_Your task_
Wherever "Decimal" appears in a line of the records below, count that line, and report only the number.

_Data to process_
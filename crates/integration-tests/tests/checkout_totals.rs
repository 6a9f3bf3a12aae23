//! Integration tests for checkout totals and receipt snapshots.
//!
//! The order total computed at initiation and the sum of the frozen
//! receipt line totals must agree: both derive from the same cart
//! snapshot through `line_total`.

use grandeur_core::{CartId, ProductId, UserId, order_total};
use grandeur_server::models::{CartLine, CartView, Product};
use grandeur_server::services::checkout::snapshot_items;
use rust_decimal::Decimal;
use std::str::FromStr;

fn product(id: i32, price: &str) -> Product {
    Product {
        id: ProductId::new(id),
        name: format!("product-{id}"),
        price: Decimal::from_str(price).unwrap(),
        image: None,
    }
}

fn cart_with(lines: Vec<CartLine>) -> CartView {
    CartView {
        id: CartId::new(1),
        user_id: UserId::new(1),
        items: lines,
    }
}

fn line(id: i32, price: &str, quantity: i32) -> CartLine {
    CartLine {
        product: product(id, price),
        quantity,
        selected_size: None,
        selected_color: None,
    }
}

#[test]
fn test_total_for_two_line_items() {
    // 10.00 x 2 + 5.50 x 3 = 36.50
    let cart = cart_with(vec![line(1, "10.00", 2), line(2, "5.50", 3)]);
    assert_eq!(cart.total(), Decimal::from_str("36.50").unwrap());
}

#[test]
fn test_order_total_matches_cart_view_total() {
    let cart = cart_with(vec![line(1, "10.00", 2), line(2, "5.50", 3)]);
    let total = order_total(
        cart.items
            .iter()
            .map(|item| (item.product.price, item.quantity)),
    );
    assert_eq!(total, cart.total());
}

#[test]
fn test_snapshot_totals_match_cart_total() {
    // The receipt's combined line totals must equal the cart total the
    // customer was charged for.
    let cart = cart_with(vec![
        line(1, "10.00", 1),
        line(2, "25.99", 2),
        line(3, "0.01", 100),
    ]);

    let snapshots = snapshot_items(&cart.items);
    let combined: Decimal = snapshots.iter().map(|s| s.line_total).sum();

    assert_eq!(combined, cart.total());
}

#[test]
fn test_snapshot_freezes_product_data() {
    let cart = cart_with(vec![CartLine {
        product: Product {
            id: ProductId::new(4),
            name: "Linen Shirt".to_owned(),
            price: Decimal::from_str("45.00").unwrap(),
            image: Some("https://img.grandeur.shop/linen-shirt.jpg".to_owned()),
        },
        quantity: 2,
        selected_size: Some("M".to_owned()),
        selected_color: None,
    }]);

    let snapshots = snapshot_items(&cart.items);
    assert_eq!(snapshots.len(), 1);

    let snapshot = snapshots.first().unwrap();
    assert_eq!(snapshot.product_id, ProductId::new(4));
    assert_eq!(snapshot.name, "Linen Shirt");
    assert_eq!(snapshot.unit_price, Decimal::from_str("45.00").unwrap());
    assert_eq!(snapshot.quantity, 2);
    assert_eq!(snapshot.line_total, Decimal::from_str("90.00").unwrap());
}

#[test]
fn test_one_snapshot_per_cart_line() {
    let cart = cart_with(vec![line(1, "1.00", 1), line(2, "2.00", 2)]);
    assert_eq!(snapshot_items(&cart.items).len(), 2);
}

_Solution for this task_
7